# Rex cube (8 Axis cube)?



## dynasty (Oct 3, 2010)

Does anybody have one of these? I've never seen this before.

http://lightake.com/detail.do/sku.LL_8_Axis_Magic_Star_Magic_Cube_Black-32675

I think it's called the Rex Cube (aka 8 axis cube)?

I'm looking for a new bizarre puzzle but want it in a cube shape, like the square 1 or square 2. This seems to fit the bill, but I was wondering if the Lan Lan one is good and how difficult the solve is. Thanks!

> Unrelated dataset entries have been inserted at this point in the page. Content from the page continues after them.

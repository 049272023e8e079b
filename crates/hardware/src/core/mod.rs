//! The out-of-order core: module instances and tick orchestration.
//!
//! [`Core::tick`] owns every module and realises the two-phase clocking
//! discipline: the registered outputs of the previous tick are sampled
//! first, then the stages run back-to-front (commit/ROB, stations, units,
//! memories, redirect capture, rename, decode, fetch) so that the only
//! same-tick reads are the combinational paths the design defines —
//! dispatch release into the RS/ROB, station issue into a unit with
//! writeback-bypassed operand reads, the LSU request into the data memory,
//! rename reading the current map table and this tick's grants, and
//! commit's release into the free list. No module ever observes another
//! module's same-tick next state through any other path.

/// Pipeline structural modules.
pub mod pipeline;
/// Functional units.
pub mod units;

use crate::common::{RobTag, TagSet};
use crate::config::Config;
use crate::core::pipeline::dispatch::Dispatch;
use crate::core::pipeline::fetch::Fetch;
use crate::core::pipeline::free_list::{FreeList, FreeListInputs};
use crate::core::pipeline::map_table::{MapTable, MapTableInputs};
use crate::core::pipeline::packets::{DecodePacket, FuType, RenamePacket, RsEntry, WbPacket};
use crate::core::pipeline::prf::{Prf, PrfInputs};
use crate::core::pipeline::recovery::RecoveryController;
use crate::core::pipeline::rename;
use crate::core::pipeline::rob::{Committed, Rob, RobInputs};
use crate::core::pipeline::station::{IssuePolicy, ReservationStation, StationInputs};
use crate::core::pipeline::store_buffer::StoreBuffer;
use crate::core::pipeline::tag_alloc::{TagAllocInputs, TagAllocator};
use crate::core::units::alu::AluUnit;
use crate::core::units::bru::BranchUnit;
use crate::core::units::lsu::{LoadStoreUnit, LsuInputs};
use crate::isa::decode::decode;
use crate::mem::dmem::DataMemory;
use crate::mem::imem::InstructionMemory;
use crate::stats::SimStats;

/// What happened during one tick, for callers that track program order.
#[derive(Clone, Copy, Debug, Default)]
pub struct TickEvents {
    /// The entry the ROB retired this tick.
    pub committed: Option<Committed>,
    /// The tag rename bound this tick.
    pub renamed: Option<RobTag>,
}

/// The core: every module plus the architectural trace flag and counters.
pub struct Core {
    /// Per-stage trace output to stderr.
    pub trace: bool,
    /// Simulated cycle count.
    pub cycle: u64,
    /// Run statistics.
    pub stats: SimStats,

    /// Fetch state machine.
    pub fetch: Fetch,
    /// Instruction memory.
    pub imem: InstructionMemory,
    /// Decode-to-rename pipeline register.
    pub decode_reg: DecodePacket,

    /// Register alias table.
    pub map_table: MapTable,
    /// Physical register free list.
    pub free_list: FreeList,
    /// ROB tag allocator.
    pub tag_alloc: TagAllocator,
    /// Physical register file.
    pub prf: Prf,

    /// Dispatch skid buffer.
    pub dispatch: Dispatch,
    /// ALU reservation station.
    pub rs_alu: ReservationStation,
    /// Branch reservation station.
    pub rs_bru: ReservationStation,
    /// Load/store reservation station (issues oldest-first).
    pub rs_lsu: ReservationStation,
    /// Reorder buffer.
    pub rob: Rob,
    /// Store buffer.
    pub store_buffer: StoreBuffer,

    /// Integer ALU.
    pub alu: AluUnit,
    /// Branch unit.
    pub bru: BranchUnit,
    /// Load/store unit.
    pub lsu: LoadStoreUnit,
    /// Data memory.
    pub dmem: DataMemory,
    /// Recovery controller.
    pub recovery: RecoveryController,
}
//! Dispatch: single-slot skid buffer between rename and the backend.
//!
//! Rename drops its packet here; one tick later (or whenever back-pressure
//! clears) the packet is released into the reservation station matching its
//! unit class and, simultaneously, into the reorder buffer. Release requires
//! space in both; either one lacking blocks the slot and, through the empty
//! `ready` view, rename itself.

use crate::core::pipeline::packets::{FuType, RenamePacket};

/// The dispatch skid buffer.
#[derive(Default)]
pub struct Dispatch {
    slot: Option<RenamePacket>,
}

impl Dispatch {
    /// Creates an empty dispatcher.
    pub fn new() -> Self {
        Self::default()
    }

    /// Whether rename may deposit a packet this tick (evaluated after this
    /// tick's release).
    #[inline]
    pub fn ready(&self) -> bool {
        self.slot.is_none()
    }

    /// The buffered packet, if any.
    pub fn pending(&self) -> Option<&RenamePacket> {
        self.slot.as_ref()
    }

    /// Releases the buffered packet when its target station and the ROB
    /// both have space. A flush drops the packet in transit.
    ///
    /// `station_space` is indexed by [`FuType`] as `[alu, bru, lsu]`.
    pub fn release(
        &mut self,
        station_space: [bool; 3],
        rob_space: bool,
        flush: bool,
    ) -> Option<RenamePacket> {
        if flush {
            self.slot = None;
            return None;
        }
        let pkt = self.slot.as_ref()?;
        let station_ok = match pkt.fu_type {
            FuType::Alu => station_space[0],
            FuType::Bru => station_space[1],
            FuType::Lsu => station_space[2],
        };
        if station_ok && rob_space {
            self.slot.take()
        } else {
            None
        }
    }

    /// Accepts the packet rename produced this tick.
    pub fn accept(&mut self, pkt: RenamePacket) {
        debug_assert!(self.slot.is_none(), "dispatch overrun");
        self.slot = Some(pkt);
    }
}
//! Pipeline structural modules.
//!
//! Everything between fetch and the functional units: the packets flowing
//! forward, the rename structures (map table, free list, tag allocator,
//! PRF), the out-of-order window (reservation stations, ROB, store buffer),
//! and the recovery machinery that restores precise state on a mispredict.

/// Dispatch skid buffer.
pub mod dispatch;
/// Fetch state machine.
pub mod fetch;
/// Physical register free list.
pub mod free_list;
/// Register alias table.
pub mod map_table;
/// Inter-stage packet types.
pub mod packets;
/// Physical register file.
pub mod prf;
/// Rename logic.
pub mod rename;
/// Reorder buffer.
pub mod rob;
/// Recovery controller.
pub mod recovery;
/// Reservation stations.
pub mod station;
/// Store buffer.
pub mod store_buffer;
/// ROB tag allocator.
pub mod tag_alloc;
//! Port traits between the domain and the outside world.

pub mod cashflow_port;
pub mod config_port;
pub mod projection_port;
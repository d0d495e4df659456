//! Core domain types and logic.

pub mod cashflow;
pub mod describe;
pub mod document;
pub mod error;
pub mod limited;
pub mod projection;
pub mod settings;
//! JSON document form of a cashflow tree.
//!
//! Leaves and composites populate `name` and a `details` object tagged by
//! `type`. Decorators add no object of their own; they set top-level fields
//! on the document of the cashflow they wrap:
//!
//! - `Limited` sets `start` and `limit`
//! - `StartOn` sets `start`
//! - `EndOn` sets `end`
//!
//! Decoding rebuilds the leaf and then re-wraps in a fixed order: `Limited`
//! when both `start` and `limit` are present, `StartOn` when `start` is
//! present, `EndOn` when `end` is present. A document therefore decodes to
//! `EndOn(StartOn(Limited(leaf)))` with absent layers skipped.
//!
//! ```json
//! {
//!     "name": "Pay 2021",
//!     "start": "2021-01-01",
//!     "end": "2021-12-31",
//!     "details": { "type": "interval", "first_date": "2019-01-11", "interval": 14, "amount": 3301.28 }
//! }
//! ```

use crate::domain::cashflow::{Cashflow, Composite, Interval, Monthly, OneTime};
use crate::domain::error::CashflowError;
use chrono::NaiveDate;
use serde::{Deserialize, Serialize};
use serde_json::Value;

/// Default scan horizon for `Limited` when decoding: one hundred years.
pub const DEFAULT_LIMIT_HORIZON_DAYS: u32 = 36_525;

#[derive(Debug, Clone, Copy, PartialEq, Eq, Hash)]
pub enum CashflowKind {
    OneTime,
    Interval,
    Monthly,
    Composite,
}

impl CashflowKind {
    pub const ALL: [CashflowKind; 4] = [
        CashflowKind::OneTime,
        CashflowKind::Interval,
        CashflowKind::Monthly,
        CashflowKind::Composite,
    ];

    pub fn tag(self) -> &'static str {
        match self {
            CashflowKind::OneTime => "one-time",
            CashflowKind::Interval => "interval",
            CashflowKind::Monthly => "monthly",
            CashflowKind::Composite => "composite",
        }
    }

    pub fn from_tag(tag: &str) -> Option<Self> {
        Self::ALL.into_iter().find(|k| k.tag() == tag)
    }
}

#[derive(Debug, Clone, PartialEq, Serialize, Deserialize)]
pub struct CashflowDocument {
    pub name: String,
    #[serde(default, skip_serializing_if = "Option::is_none")]
    pub start: Option<NaiveDate>,
    #[serde(default, skip_serializing_if = "Option::is_none")]
    pub end: Option<NaiveDate>,
    #[serde(default, skip_serializing_if = "Option::is_none")]
    pub limit: Option<f64>,
    pub details: Details,
}

#[derive(Debug, Clone, PartialEq, Serialize, Deserialize)]
#[serde(tag = "type", rename_all = "kebab-case")]
pub enum Details {
    OneTime {
        date: NaiveDate,
        amount: f64,
    },
    Interval {
        first_date: NaiveDate,
        interval: i64,
        amount: f64,
    },
    Monthly {
        day: u32,
        amount: f64,
        #[serde(default, skip_serializing_if = "Option::is_none")]
        months: Option<Vec<u32>>,
    },
    Composite {
        cashflows: Vec<CashflowDocument>,
    },
}

#[derive(Debug, Clone, Copy, PartialEq, Eq)]
pub struct DecodeOptions {
    pub limit_horizon_days: u32,
}

impl Default for DecodeOptions {
    fn default() -> Self {
        Self {
            limit_horizon_days: DEFAULT_LIMIT_HORIZON_DAYS,
        }
    }
}

impl CashflowDocument {
    pub fn from_json(json: &str) -> Result<Self, CashflowError> {
        Self::from_value(serde_json::from_str(json)?)
    }

    /// Every `details.type` in the tree is checked before typed decoding, so
    /// a bad tag surfaces as `MissingKind`/`UnknownKind` at any depth.
    pub fn from_value(value: Value) -> Result<Self, CashflowError> {
        check_kinds(&value)?;
        Ok(serde_json::from_value(value)?)
    }

    pub fn to_json_pretty(&self) -> Result<String, CashflowError> {
        Ok(serde_json::to_string_pretty(self)?)
    }
}

fn check_kinds(value: &Value) -> Result<(), CashflowError> {
    let details = value.get("details").ok_or(CashflowError::MissingKind)?;
    let tag = details.get("type").ok_or(CashflowError::MissingKind)?;
    let tag = tag.as_str().ok_or_else(|| CashflowError::UnknownKind {
        kind: tag.to_string(),
    })?;
    let kind = CashflowKind::from_tag(tag).ok_or_else(|| CashflowError::UnknownKind {
        kind: tag.to_string(),
    })?;

    if kind == CashflowKind::Composite {
        if let Some(children) = details.get("cashflows").and_then(Value::as_array) {
            for child in children {
                check_kinds(child)?;
            }
        }
    }
    Ok(())
}

/// Parse a file body holding either one document or a list of documents.
pub fn parse_documents(json: &str) -> Result<Vec<CashflowDocument>, CashflowError> {
    match serde_json::from_str::<Value>(json)? {
        Value::Array(items) => items
            .into_iter()
            .map(CashflowDocument::from_value)
            .collect(),
        other => Ok(vec![CashflowDocument::from_value(other)?]),
    }
}

pub fn from_json(json: &str) -> Result<Cashflow, CashflowError> {
    decode(&CashflowDocument::from_json(json)?)
}

pub fn to_json(cashflow: &Cashflow) -> Result<String, CashflowError> {
    encode(cashflow).to_json_pretty()
}

pub fn decode(document: &CashflowDocument) -> Result<Cashflow, CashflowError> {
    decode_with(document, &DecodeOptions::default())
}

pub fn decode_with(
    document: &CashflowDocument,
    options: &DecodeOptions,
) -> Result<Cashflow, CashflowError> {
    let name = document.name.clone();
    let mut cashflow: Cashflow = match &document.details {
        Details::OneTime { date, amount } => OneTime::new(name, *date, *amount).into(),
        Details::Interval {
            first_date,
            interval,
            amount,
        } => Interval::new(name, *first_date, *interval, *amount)?.into(),
        Details::Monthly {
            day,
            amount,
            months,
        } => match months {
            Some(months) => Monthly::with_months(name, *day, *amount, months.clone())?,
            None => Monthly::new(name, *day, *amount)?,
        }
        .into(),
        Details::Composite { cashflows } => {
            let mut composite = Composite::new(name);
            for child in cashflows {
                composite.add(decode_with(child, options)?);
            }
            composite.into()
        }
    };

    match (document.start, document.limit) {
        (Some(start), Some(limit)) => {
            cashflow = cashflow.limited(start, limit, options.limit_horizon_days)?;
        }
        (None, Some(_)) => {
            log::warn!("{}: limit without start is ignored", document.name);
        }
        _ => {}
    }
    if let Some(start) = document.start {
        cashflow = cashflow.start_on(start);
    }
    if let Some(end) = document.end {
        cashflow = cashflow.end_on(end);
    }
    Ok(cashflow)
}

pub fn decode_all(
    documents: &[CashflowDocument],
    options: &DecodeOptions,
) -> Result<Vec<Cashflow>, CashflowError> {
    documents.iter().map(|d| decode_with(d, options)).collect()
}

/// Build the document for a cashflow tree.
///
/// Repeated gates merge: nested `StartOn` keep the latest start and nested
/// `EndOn` the earliest end. A `Limited` owns `start`; an outer gate that
/// would move it is dropped with a warning.
pub fn encode(cashflow: &Cashflow) -> CashflowDocument {
    match cashflow {
        Cashflow::OneTime(c) => leaf(
            &c.name,
            Details::OneTime {
                date: c.date,
                amount: c.amount,
            },
        ),
        Cashflow::Interval(c) => leaf(
            c.name(),
            Details::Interval {
                first_date: c.first_date(),
                interval: c.interval_days(),
                amount: c.amount(),
            },
        ),
        Cashflow::Monthly(c) => leaf(
            c.name(),
            Details::Monthly {
                day: c.day(),
                amount: c.amount(),
                months: if c.every_month() {
                    None
                } else {
                    Some(c.months().to_vec())
                },
            },
        ),
        Cashflow::Composite(c) => leaf(
            &c.name,
            Details::Composite {
                cashflows: c.cashflows().iter().map(encode).collect(),
            },
        ),
        Cashflow::StartOn { start, cashflow } => {
            let mut doc = encode(cashflow);
            match (doc.start, doc.limit) {
                (Some(existing), Some(_)) => {
                    if *start > existing {
                        log::warn!(
                            "{}: start {} after limit start {} cannot be stored, keeping {}",
                            doc.name,
                            start,
                            existing,
                            existing
                        );
                    }
                }
                (Some(existing), None) => doc.start = Some(existing.max(*start)),
                (None, _) => doc.start = Some(*start),
            }
            doc
        }
        Cashflow::EndOn { end, cashflow } => {
            let mut doc = encode(cashflow);
            doc.end = Some(doc.end.map_or(*end, |existing| existing.min(*end)));
            doc
        }
        Cashflow::Limited(l) => {
            let mut doc = encode(l.cashflow());
            if doc.limit.is_some() {
                log::warn!(
                    "{}: nested limit {} cannot be stored, keeping the inner limit",
                    doc.name,
                    l.limit()
                );
            } else {
                doc.start = Some(doc.start.map_or(l.start(), |s| s.max(l.start())));
                doc.limit = Some(l.limit());
            }
            doc
        }
    }
}

pub fn encode_all(cashflows: &[Cashflow]) -> Vec<CashflowDocument> {
    cashflows.iter().map(encode).collect()
}

fn leaf(name: &str, details: Details) -> CashflowDocument {
    CashflowDocument {
        name: name.to_string(),
        start: None,
        end: None,
        limit: None,
        details,
    }
}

OR, can you recommend any other strange cubes? I see a lot of "exotic" cubes in the background of this video, but have no idea what they're called. http://www.youtube.com/watch?v=BSAhIGsFZLc&feature=related


----------



## Owen (Oct 3, 2010)

It is good quality, and can be solved like a face turning octohedron.


----------



## dynasty (Oct 3, 2010)

Alright so I did a little more research, which one is the best: 

http://lightake.com/detail.do/sku.YJ_3_Layer_Color_Edge_Angle_Movement_Magic_Cube_Black-30627

http://lightake.com/detail.do/sku.MF8_SSQ_4_Layer_Magic_IQ_Test_Cube_White_-27662

http://lightake.com/detail.do/sku.DianSheng_Millstone_Magic_Cube_Black-30856

http://lightake.com/detail.do/sku.LL_8_Axis_Magic_Star_Magic_Cube_Black-32675

I like how the DianSheng Millstone looks the best (kind of random and jagged) but I searched online and can't find any solves for it.


----------



## Alcuber (Oct 3, 2010)

http://www.mefferts.com/products/details.php?lang=en&category=13&id=382
I thought this was a Rex cube


----------



## Chrish (Oct 3, 2010)

Alcuber said:


> http://www.mefferts.com/products/details.php?lang=en&category=13&id=382
> I thought this was a Rex cube


 
That's the same puzzle..


----------



## Alcuber (Oct 3, 2010)

Gear cube http://www.lightake.com/detail.do/sku.Meffert_s_Gear_Cube_Magic_Cube_Black-32482
Square 2 http://www.lightake.com/detail.do/sku.CubeTwist_SQ_2_Magic_Cube_Black-32141
Fisher cube http://www.lightake.com/detail.do/sku.YJ_3_Layer_Color_Edge_Angle_Movement_Magic_Cube_Black-30627
Mirror blocks http://www.lightake.com/detail.do/sku.3x3x3_CY_Gold_Mirror_Cube_Magic_Cube_Black-30493
3x3x5 http://www.lightake.com/detail.do/sku.3x3x5_MHZ_Intelligence_Magic_Cube_Black-29510
Skewb http://www.lightake.com/detail.do/sku.QJ_Center_Rotation_Magic_Intelligence_Test_Cube_White-22420


----------



## The Puzzler (Oct 3, 2010)

Square 2 is good except it pops easily if you do quarter 1/8 slice and do a -2,0


----------



## nakedaxe (Sep 5, 2011)

I have a solve on the rex cube here - [video]http://www.youtube.com/user/crazybadcuber?feature=mhee#p/u/0/QjottqEp47M[/video]


----------



## Mikon (Sep 5, 2011)

The Rex Cube is really fun to solve! A little bit easier than the Rubik's, although it offer a different challenge!
The Yj 3-layer is the Fisher Cube and it's pretty fun too! Solution is almost exactly as the 3x3x3 but with a few surprises! Recommend it a lot!
The mirror's block is, like the Fihser Cube, a Rubik's mod and very interesting too.
Skewb is fun but somehow...too easy (don't buy the Meffert's one).
The Gear cube is really fun and quite beautiful, but is kind easy too. I recommend buying the Gear Extreme.


----------